• _TASK PROMPT_
Print the whole listing exactly.

════

//! Editing context for a single add or edit interaction.
//!
//! A front-end opens a session for the date (and task) being worked on and
//! submits a form against it, instead of keeping "current date" and "current
//! task" in shared mutable state.

use crate::error::AppError;
use crate::model::Task;
use crate::store::TaskStore;
use time::{Date, Duration, Time};

#[derive(Debug, Clone, PartialEq, Eq)]
pub struct EditSession {
    date: Date,
    editing: Option<String>,
}

/// Field values of the add/edit form. Reminder fields only exist when the
/// reminder is switched on, so the lead time is optional.
#[derive(Debug, Clone, PartialEq, Eq)]
pub struct TaskForm {
    pub name: String,
    pub start_time: Time,
    pub reminder_lead: Option<Duration>,
}

impl TaskForm {
    pub fn from_task(task: &Task) -> Self {
        Self {
            name: task.name.clone(),
            start_time: task.start.time(),
            reminder_lead: task.reminder_lead(),
        }
    }
}

impl EditSession {
    pub fn new(date: Date) -> Self {
        Self {
            date,
            editing: None,
        }
    }

    pub fn editing(date: Date, name: &str) -> Self {
        Self {
            date,
            editing: Some(name.trim().to_string()),
        }
    }

    pub fn date(&self) -> Date {
        self.date
    }

    pub fn editing_name(&self) -> Option<&str> {
        self.editing.as_deref()
    }

    /// Pre-filled form for the task under edit, or `None` when adding.
    pub fn initial_form(&self, store: &TaskStore) -> Result<Option<TaskForm>, AppError> {
        match self.editing.as_deref() {
            Some(name) => store
                .get_task(self.date, name)
                .map(|task| Some(TaskForm::from_task(task)))
                .ok_or_else(|| AppError::not_found(self.date, name)),
            None => Ok(None),
        }
    }

    pub fn submit(&self, store: &mut TaskStore, form: &TaskForm) -> Result<Task, AppError> {
        match self.editing.as_deref() {
            Some(old_name) => store.edit_task(
                self.date,
                old_name,
                &form.name,
                form.start_time,
                form.reminder_lead,
            ),
            None => store.add_task(self.date, &form.name, form.start_time, form.reminder_lead),
        }
    }
}

#[cfg(test)]
mod tests {
    use super::{EditSession, TaskForm};
    use crate::store::TaskStore;
    use std::fs;
    use std::path::PathBuf;
    use std::time::{SystemTime, UNIX_EPOCH};
    use time::Duration;
    use time::macros::{date, time};

    fn temp_path(file_name: &str) -> PathBuf {
        let nanos = SystemTime::now()
            .duration_since(UNIX_EPOCH)
            .unwrap()
            .as_nanos();
        std::env::temp_dir().join(format!("task-scheduler-{nanos}-{file_name}"))
    }

    #[test]
    fn add_then_edit_through_sessions() {
        let path = temp_path("session.json");
        let mut store = TaskStore::empty(&path);

        let form = TaskForm {
            name: "Standup".to_string(),
            start_time: time!(9:00),
            reminder_lead: Some(Duration::minutes(15)),
        };
        EditSession::new(date!(2024 - 01 - 10))
            .submit(&mut store, &form)
            .unwrap();

        let session = EditSession::editing(date!(2024 - 01 - 10), "Standup");
        let mut form = session.initial_form(&store).unwrap().unwrap();
        assert_eq!(form.reminder_lead, Some(Duration::minutes(15)));

        form.name = "Daily standup".to_string();
        form.reminder_lead = None;
        let updated = session.submit(&mut store, &form).unwrap();
        fs::remove_file(&path).ok();

        assert_eq!(updated.name, "Daily standup");
        assert!(!updated.reminder_enabled());
        assert_eq!(store.tasks_for(date!(2024 - 01 - 10)).len(), 1);
    }

    #[test]
    fn adding_session_has_no_initial_form() {
        let path = temp_path("session-new.json");
        let store = TaskStore::empty(&path);

        let session = EditSession::new(date!(2024 - 01 - 10));
        assert!(session.initial_form(&store).unwrap().is_none());
        assert_eq!(session.editing_name(), None);
    }

    #[test]
    fn editing_missing_task_reports_not_found() {
        let path = temp_path("session-missing.json");
        let store = TaskStore::empty(&path);

        let err = EditSession::editing(date!(2024 - 01 - 10), "Ghost")
            .initial_form(&store)
            .unwrap_err();
        assert_eq!(err.code(), "not_found");
    }
}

════

• _TASK RESULT_
//! Editing context for a single add or edit interaction.
//!
//! A front-end opens a session for the date (and task) being worked on and
//! submits a form against it, instead of keeping "current date" and "current
//! task" in shared mutable state.

use crate::error::AppError;
use crate::model::Task;
use crate::store::TaskStore;
use time::{Date, Duration, Time};

#[derive(Debug, Clone, PartialEq, Eq)]
pub struct EditSession {
    date: Date,
    editing: Option<String>,
}

/// Field values of the add/edit form. Reminder fields only exist when the
/// reminder is switched on, so the lead time is optional.
#[derive(Debug, Clone, PartialEq, Eq)]
pub struct TaskForm {
    pub name: String,
    pub start_time: Time,
    pub reminder_lead: Option<Duration>,
}

impl TaskForm {
    pub fn from_task(task: &Task) -> Self {
        Self {
            name: task.name.clone(),
            start_time: task.start.time(),
            reminder_lead: task.reminder_lead(),
        }
    }
}

impl EditSession {
    pub fn new(date: Date) -> Self {
        Self {
            date,
            editing: None,
        }
    }

    pub fn editing(date: Date, name: &str) -> Self {
        Self {
            date,
            editing: Some(name.trim().to_string()),
        }
    }

    pub fn date(&self) -> Date {
        self.date
    }

    pub fn editing_name(&self) -> Option<&str> {
        self.editing.as_deref()
    }

    /// Pre-filled form for the task under edit, or `None` when adding.
    pub fn initial_form(&self, store: &TaskStore) -> Result<Option<TaskForm>, AppError> {
        match self.editing.as_deref() {
            Some(name) => store
                .get_task(self.date, name)
                .map(|task| Some(TaskForm::from_task(task)))
                .ok_or_else(|| AppError::not_found(self.date, name)),
            None => Ok(None),
        }
    }

    pub fn submit(&self, store: &mut TaskStore, form: &TaskForm) -> Result<Task, AppError> {
        match self.editing.as_deref() {
            Some(old_name) => store.edit_task(
                self.date,
                old_name,
                &form.name,
                form.start_time,
                form.reminder_lead,
            ),
            None => store.add_task(self.date, &form.name, form.start_time, form.reminder_lead),
        }
    }
}

#[cfg(test)]
mod tests {
    use super::{EditSession, TaskForm};
    use crate::store::TaskStore;
    use std::fs;
    use std::path::PathBuf;
    use std::time::{SystemTime, UNIX_EPOCH};
    use time::Duration;
    use time::macros::{date, time};

    fn temp_path(file_name: &str) -> PathBuf {
        let nanos = SystemTime::now()
            .duration_since(UNIX_EPOCH)
            .unwrap()
            .as_nanos();
        std::env::temp_dir().join(format!("task-scheduler-{nanos}-{file_name}"))
    }

    #[test]
    fn add_then_edit_through_sessions() {
        let path = temp_path("session.json");
        let mut store = TaskStore::empty(&path);

        let form = TaskForm {
            name: "Standup".to_string(),
            start_time: time!(9:00),
            reminder_lead: Some(Duration::minutes(15)),
        };
        EditSession::new(date!(2024 - 01 - 10))
            .submit(&mut store, &form)
            .unwrap();

        let session = EditSession::editing(date!(2024 - 01 - 10), "Standup");
        let mut form = session.initial_form(&store).unwrap().unwrap();
        assert_eq!(form.reminder_lead, Some(Duration::minutes(15)));

        form.name = "Daily standup".to_string();
        form.reminder_lead = None;
        let updated = session.submit(&mut store, &form).unwrap();
        fs::remove_file(&path).ok();

        assert_eq!(updated.name, "Daily standup");
        assert!(!updated.reminder_enabled());
        assert_eq!(store.tasks_for(date!(2024 - 01 - 10)).len(), 1);
    }

    #[test]
    fn adding_session_has_no_initial_form() {
        let path = temp_path("session-new.json");
        let store = TaskStore::empty(&path);

        let session = EditSession::new(date!(2024 - 01 - 10));
        assert!(session.initial_form(&store).unwrap().is_none());
        assert_eq!(session.editing_name(), None);
    }

    #[test]
    fn editing_missing_task_reports_not_found() {
        let path = temp_path("session-missing.json");
        let store = TaskStore::empty(&path);

        let err = EditSession::editing(date!(2024 - 01 - 10), "Ghost")
            .initial_form(&store)
            .unwrap_err();
        assert_eq!(err.code(), "not_found");
    }
}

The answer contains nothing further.